The team at MoneyWeek is reporting live ahead of Wednesday’s announcements, starting with preview analysis.
Scroll for the latest updates.
| What is the Spring Forecast? | Latest cash ISA rumours | Labour’s benefit reforms |
Thank you for following our live blog today. We will be back again tomorrow with further preview analysis, before reporting on the chancellor's speech as it happens. Reeves is expected to address the House of Commons at around 12.30pm. Join us then.
Will the government tighten inheritance tax rules?
Tax hikes are not on the cards tomorrow, but it could be worth keeping an eye out for any small print that accompanies Reeves's speech.
"We will have our eyes peeled for any announcements of consultations or reviews that accompany the Spring Statement," said Jason Hollands, managing director at wealth management firm Evelyn Partners.
"Often billed as 'simplification' proposals, one such area could be an overhaul of the lifetime gifting regime, as the government has been clear the taxation of inheritances is an area it is prepared to tighten up on," he adds.
Currently, anyone can give up to £3,000 of their assets to loved ones each tax year without that sum becoming liable for inheritance tax (IHT). After that point, your gift may be classified as a "potentially-exempt transfer". If you die within seven years of making the gift, inheritance tax will be payable on a sliding scale known as taper relief.

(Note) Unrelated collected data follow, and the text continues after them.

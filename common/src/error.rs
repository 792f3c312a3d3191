//! エラー型定義

use thiserror::Error;

/// 共通エラー型
#[derive(Error, Debug)]
pub enum Error {
    #[error("IO error: {0}")]
    Io(#[from] std::io::Error),

    #[error("JSON error: {0}")]
    Json(#[from] serde_json::Error),

    #[error("Parse error: {0}")]
    Parse(String),

    #[error("Config error: {0}")]
    Config(String),
}

/// Result型エイリアス
pub type Result<T> = std::result::Result<T, Error>;
mod app;
mod io;
mod model;

use app::{DesktopApp, configure_fonts};
use eframe::egui;
use text_fix::Config;

fn main() -> eframe::Result<()> {
    text_fix::logging::init_logging(false);
    let config = Config::load().unwrap_or_else(|err| {
        tracing::warn!(%err, "設定を読み込めません。既定値を使います");
        Config::default()
    });

    let options = eframe::NativeOptions {
        viewport: egui::ViewportBuilder::default().with_inner_size([1200.0, 800.0]),
        ..Default::default()
    };
    eframe::run_native(
        "OCR Text Replacer",
        options,
        Box::new(move |cc| {
            configure_fonts(&cc.egui_ctx, config.font_path.as_deref());
            Box::new(DesktopApp::new(cc, config))
        }),
    )
}
use clap::{Parser, Subcommand};
use std::path::PathBuf;

#[derive(Parser)]
#[command(name = "text-fix")]
#[command(about = "画像中のテキストをOCRで検出して置換するツール", long_about = None)]
pub struct Cli {
    #[command(subcommand)]
    pub command: Commands,

    /// 詳細ログを出力
    #[arg(short, long, global = true)]
    pub verbose: bool,

    /// 設定ファイル（デフォルト: ~/.config/text-fix/config.json）
    #[arg(long, global = true)]
    pub config: Option<PathBuf>,
}

#[derive(Subcommand)]
pub enum Commands {
    /// 対象テキストを含む領域をすべて置換して保存
    Fix {
        /// 入力画像
        #[arg(required = true)]
        input: PathBuf,

        /// 出力画像（一致がなければ書き出さない）
        #[arg(required = true)]
        output: PathBuf,

        /// 検出対象の文字列（複数指定可。省略時は設定ファイルの値）
        #[arg(short, long)]
        target: Vec<String>,

        /// 置換後の文字列
        #[arg(short, long)]
        replacement: Option<String>,

        /// OCRを実行せず、保存済みの検出結果JSONを使う
        #[arg(short, long)]
        detections: Option<PathBuf>,

        /// 描画に使うフォント
        #[arg(long)]
        font: Option<PathBuf>,
    },

    /// テキストを検出して結果をJSONで出力
    Detect {
        /// 入力画像
        #[arg(required = true)]
        image: PathBuf,

        /// 出力JSONファイル（省略時は標準出力）
        #[arg(short, long)]
        output: Option<PathBuf>,
    },

    /// 設定を表示/初期化
    Config {
        /// 設定を表示
        #[arg(long)]
        show: bool,

        /// 既定値で設定ファイルを書き出す
        #[arg(long)]
        init: bool,
    },
}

Hollands says there is an "almost irresistible urge" for the government to clamp down on gifting rules, as some families are now giving more of their money away in response to IHT changes around pensions.
Pensions currently fall outside of the IHT net, but this is set to change from April 2027.
"We are seeing many clients draw money from pensions, which they had originally planned to leave untouched for IHT purposes, and instead make lifetime gifts to their children and grandchildren," he explains.
Why so much fuss for a non-Budget?
The red box is not expected to make an appearance tomorrow, and shadow chancellor Mel Stride will respond to Reeves’s statement rather than opposition leader Kemi Badenoch. In other words, the government is keen to emphasise that this is not a Budget. Reeves herself has insisted that it will not be a “tax and spend” event.
Why all the fuss then?
The truth is that this statement will almost certainly be a bigger event that Labour originally intended. Gilt yields soared at the start of the year on the back of higher inflation expectations, pushing up government borrowing costs and wiping out most (if not all) of Reeves’s £9.9 billion “fiscal headroom”. Meanwhile, economic growth has been weak – almost non-existent. The OBR is expected to halve its forecast for the 2025 financial year from 2% to around 1%, according to reports from the Telegraph.
This essentially leaves the government with three options: raise taxes, cut spending, or change the fiscal rules.
Reeves has pretty much ruled out the first and third options. Spending cuts have been her chosen route so far. Several have been announced in advance of Wednesday’s statement, including a £5 billion cut to health-related benefits, but we could be given further details during Wednesday’s speech.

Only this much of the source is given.